● **Work request**:
Please quote exactly the lines below from the line containing "self.by_movie" to the line containing "for m in movies", both lines included, and nothing else.

● **Study material**:
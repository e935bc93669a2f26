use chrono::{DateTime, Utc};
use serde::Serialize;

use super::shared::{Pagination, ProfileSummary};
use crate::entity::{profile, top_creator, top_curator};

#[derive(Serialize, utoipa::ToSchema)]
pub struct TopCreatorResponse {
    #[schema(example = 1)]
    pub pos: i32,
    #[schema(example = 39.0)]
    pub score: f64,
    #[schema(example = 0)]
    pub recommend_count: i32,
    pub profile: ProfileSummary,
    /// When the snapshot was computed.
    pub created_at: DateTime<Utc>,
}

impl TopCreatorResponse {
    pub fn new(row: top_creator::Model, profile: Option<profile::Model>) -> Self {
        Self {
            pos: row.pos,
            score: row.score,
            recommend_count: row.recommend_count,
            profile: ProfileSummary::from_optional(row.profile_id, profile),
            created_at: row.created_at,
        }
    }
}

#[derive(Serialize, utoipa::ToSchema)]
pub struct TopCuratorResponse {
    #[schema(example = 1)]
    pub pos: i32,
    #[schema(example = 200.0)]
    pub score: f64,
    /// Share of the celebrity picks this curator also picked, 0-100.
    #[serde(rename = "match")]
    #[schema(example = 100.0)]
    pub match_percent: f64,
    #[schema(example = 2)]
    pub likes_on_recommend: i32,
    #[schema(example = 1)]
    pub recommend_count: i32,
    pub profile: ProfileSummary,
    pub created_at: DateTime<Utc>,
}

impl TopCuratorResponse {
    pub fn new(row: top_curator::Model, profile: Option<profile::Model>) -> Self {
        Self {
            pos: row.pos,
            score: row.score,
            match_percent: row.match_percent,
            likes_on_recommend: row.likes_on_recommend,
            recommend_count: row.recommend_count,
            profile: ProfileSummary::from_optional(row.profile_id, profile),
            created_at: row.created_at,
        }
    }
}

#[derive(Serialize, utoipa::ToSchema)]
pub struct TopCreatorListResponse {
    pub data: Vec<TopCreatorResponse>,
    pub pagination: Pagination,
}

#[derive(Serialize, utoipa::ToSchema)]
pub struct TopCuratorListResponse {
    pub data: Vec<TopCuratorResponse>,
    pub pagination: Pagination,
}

...

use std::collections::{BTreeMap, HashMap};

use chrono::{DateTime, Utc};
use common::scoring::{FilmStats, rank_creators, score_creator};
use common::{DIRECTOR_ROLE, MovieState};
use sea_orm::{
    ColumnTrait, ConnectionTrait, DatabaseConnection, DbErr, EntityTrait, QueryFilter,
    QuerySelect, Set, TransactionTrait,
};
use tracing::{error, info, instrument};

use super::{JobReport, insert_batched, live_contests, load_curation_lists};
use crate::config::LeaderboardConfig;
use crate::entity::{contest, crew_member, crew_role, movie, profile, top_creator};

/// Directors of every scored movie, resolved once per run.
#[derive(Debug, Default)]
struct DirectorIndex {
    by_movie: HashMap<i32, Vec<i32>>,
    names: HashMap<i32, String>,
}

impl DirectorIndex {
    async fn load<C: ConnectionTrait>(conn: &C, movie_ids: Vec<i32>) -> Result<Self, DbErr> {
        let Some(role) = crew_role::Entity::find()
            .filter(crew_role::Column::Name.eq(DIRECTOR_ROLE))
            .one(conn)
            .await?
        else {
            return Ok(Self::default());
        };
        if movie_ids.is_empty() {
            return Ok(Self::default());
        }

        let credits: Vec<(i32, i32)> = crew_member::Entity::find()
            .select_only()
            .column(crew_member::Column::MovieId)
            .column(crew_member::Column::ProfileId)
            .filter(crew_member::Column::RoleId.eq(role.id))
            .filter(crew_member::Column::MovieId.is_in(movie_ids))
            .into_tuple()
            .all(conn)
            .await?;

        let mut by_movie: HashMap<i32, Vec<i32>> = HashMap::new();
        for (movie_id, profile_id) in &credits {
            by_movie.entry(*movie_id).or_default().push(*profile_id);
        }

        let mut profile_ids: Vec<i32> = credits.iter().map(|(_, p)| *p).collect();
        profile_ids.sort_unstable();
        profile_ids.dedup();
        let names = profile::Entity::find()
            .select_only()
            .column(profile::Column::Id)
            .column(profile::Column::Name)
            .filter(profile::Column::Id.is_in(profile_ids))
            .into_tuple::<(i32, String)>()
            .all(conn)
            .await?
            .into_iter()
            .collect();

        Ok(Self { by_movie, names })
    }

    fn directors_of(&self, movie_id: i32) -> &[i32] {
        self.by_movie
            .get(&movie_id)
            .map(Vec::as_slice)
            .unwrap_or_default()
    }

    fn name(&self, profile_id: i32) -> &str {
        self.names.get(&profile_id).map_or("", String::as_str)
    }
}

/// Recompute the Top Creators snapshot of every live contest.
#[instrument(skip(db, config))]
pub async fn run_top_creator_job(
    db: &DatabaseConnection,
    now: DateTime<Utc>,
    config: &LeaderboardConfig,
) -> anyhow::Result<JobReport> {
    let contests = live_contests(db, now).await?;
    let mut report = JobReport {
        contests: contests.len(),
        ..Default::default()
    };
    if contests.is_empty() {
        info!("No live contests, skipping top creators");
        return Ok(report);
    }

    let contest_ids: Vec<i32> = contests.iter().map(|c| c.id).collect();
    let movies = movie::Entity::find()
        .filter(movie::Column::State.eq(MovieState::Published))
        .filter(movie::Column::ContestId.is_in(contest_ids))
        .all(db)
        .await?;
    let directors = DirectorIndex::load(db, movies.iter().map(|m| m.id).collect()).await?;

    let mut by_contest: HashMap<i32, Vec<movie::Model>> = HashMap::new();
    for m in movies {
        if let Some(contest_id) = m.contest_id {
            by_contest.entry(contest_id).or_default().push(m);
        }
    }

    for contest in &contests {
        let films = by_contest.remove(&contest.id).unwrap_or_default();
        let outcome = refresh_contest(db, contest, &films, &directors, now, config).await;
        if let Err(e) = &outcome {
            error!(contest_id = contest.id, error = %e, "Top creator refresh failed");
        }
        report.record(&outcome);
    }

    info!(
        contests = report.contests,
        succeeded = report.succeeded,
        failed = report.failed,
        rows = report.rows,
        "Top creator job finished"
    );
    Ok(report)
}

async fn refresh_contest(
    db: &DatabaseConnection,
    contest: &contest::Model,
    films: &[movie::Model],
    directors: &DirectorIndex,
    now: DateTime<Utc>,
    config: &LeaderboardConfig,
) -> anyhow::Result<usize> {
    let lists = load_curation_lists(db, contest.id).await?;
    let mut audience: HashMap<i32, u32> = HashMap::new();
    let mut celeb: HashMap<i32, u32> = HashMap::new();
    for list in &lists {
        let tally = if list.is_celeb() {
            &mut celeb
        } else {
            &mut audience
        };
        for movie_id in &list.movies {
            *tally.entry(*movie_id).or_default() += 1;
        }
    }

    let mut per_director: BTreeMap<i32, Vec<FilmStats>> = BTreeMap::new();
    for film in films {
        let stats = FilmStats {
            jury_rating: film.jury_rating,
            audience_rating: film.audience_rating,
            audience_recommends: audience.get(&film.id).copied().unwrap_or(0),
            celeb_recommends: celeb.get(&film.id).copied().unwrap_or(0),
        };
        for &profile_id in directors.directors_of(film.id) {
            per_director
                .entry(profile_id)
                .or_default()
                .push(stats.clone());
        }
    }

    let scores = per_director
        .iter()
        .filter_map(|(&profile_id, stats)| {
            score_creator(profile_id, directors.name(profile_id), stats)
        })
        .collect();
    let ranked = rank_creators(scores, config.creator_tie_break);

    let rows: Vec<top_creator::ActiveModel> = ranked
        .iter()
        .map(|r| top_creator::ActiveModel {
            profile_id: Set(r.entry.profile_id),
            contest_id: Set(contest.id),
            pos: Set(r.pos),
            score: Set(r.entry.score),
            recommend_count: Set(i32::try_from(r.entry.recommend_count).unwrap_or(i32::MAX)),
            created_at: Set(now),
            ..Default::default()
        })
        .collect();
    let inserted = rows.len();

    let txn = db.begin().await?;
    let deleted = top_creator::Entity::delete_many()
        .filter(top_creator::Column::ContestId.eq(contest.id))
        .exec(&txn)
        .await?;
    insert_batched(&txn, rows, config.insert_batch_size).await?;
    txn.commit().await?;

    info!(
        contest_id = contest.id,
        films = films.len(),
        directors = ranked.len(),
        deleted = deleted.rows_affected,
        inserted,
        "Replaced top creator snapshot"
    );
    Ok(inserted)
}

---

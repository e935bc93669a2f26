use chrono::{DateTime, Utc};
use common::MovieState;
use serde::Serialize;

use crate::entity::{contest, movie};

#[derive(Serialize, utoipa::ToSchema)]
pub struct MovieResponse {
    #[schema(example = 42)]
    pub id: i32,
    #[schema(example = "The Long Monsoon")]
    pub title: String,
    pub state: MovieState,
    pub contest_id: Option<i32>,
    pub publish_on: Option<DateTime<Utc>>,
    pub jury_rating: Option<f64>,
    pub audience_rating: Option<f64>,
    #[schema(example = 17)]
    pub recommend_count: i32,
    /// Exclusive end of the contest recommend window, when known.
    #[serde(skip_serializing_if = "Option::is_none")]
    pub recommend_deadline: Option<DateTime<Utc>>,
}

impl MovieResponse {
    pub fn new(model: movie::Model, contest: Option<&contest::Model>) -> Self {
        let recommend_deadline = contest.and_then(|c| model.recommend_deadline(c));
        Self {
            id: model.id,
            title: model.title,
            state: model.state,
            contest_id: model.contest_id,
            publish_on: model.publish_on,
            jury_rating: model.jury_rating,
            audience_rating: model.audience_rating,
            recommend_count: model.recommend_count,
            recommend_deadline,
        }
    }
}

● **Response**:
        self.by_movie
            .get(&movie_id)
            .map(Vec::as_slice)
            .unwrap_or_default()
    }

    fn name(&self, profile_id: i32) -> &str {
        self.names.get(&profile_id).map_or("", String::as_str)
    }
}

/// Recompute the Top Creators snapshot of every live contest.
#[instrument(skip(db, config))]
pub async fn run_top_creator_job(
    db: &DatabaseConnection,
    now: DateTime<Utc>,
    config: &LeaderboardConfig,
) -> anyhow::Result<JobReport> {
    let contests = live_contests(db, now).await?;
    let mut report = JobReport {
        contests: contests.len(),
        ..Default::default()
    };
    if contests.is_empty() {
        info!("No live contests, skipping top creators");
        return Ok(report);
    }

    let contest_ids: Vec<i32> = contests.iter().map(|c| c.id).collect();
    let movies = movie::Entity::find()
        .filter(movie::Column::State.eq(MovieState::Published))
        .filter(movie::Column::ContestId.is_in(contest_ids))
        .all(db)
        .await?;
    let directors = DirectorIndex::load(db, movies.iter().map(|m| m.id).collect()).await?;

    let mut by_contest: HashMap<i32, Vec<movie::Model>> = HashMap::new();
    for m in movies {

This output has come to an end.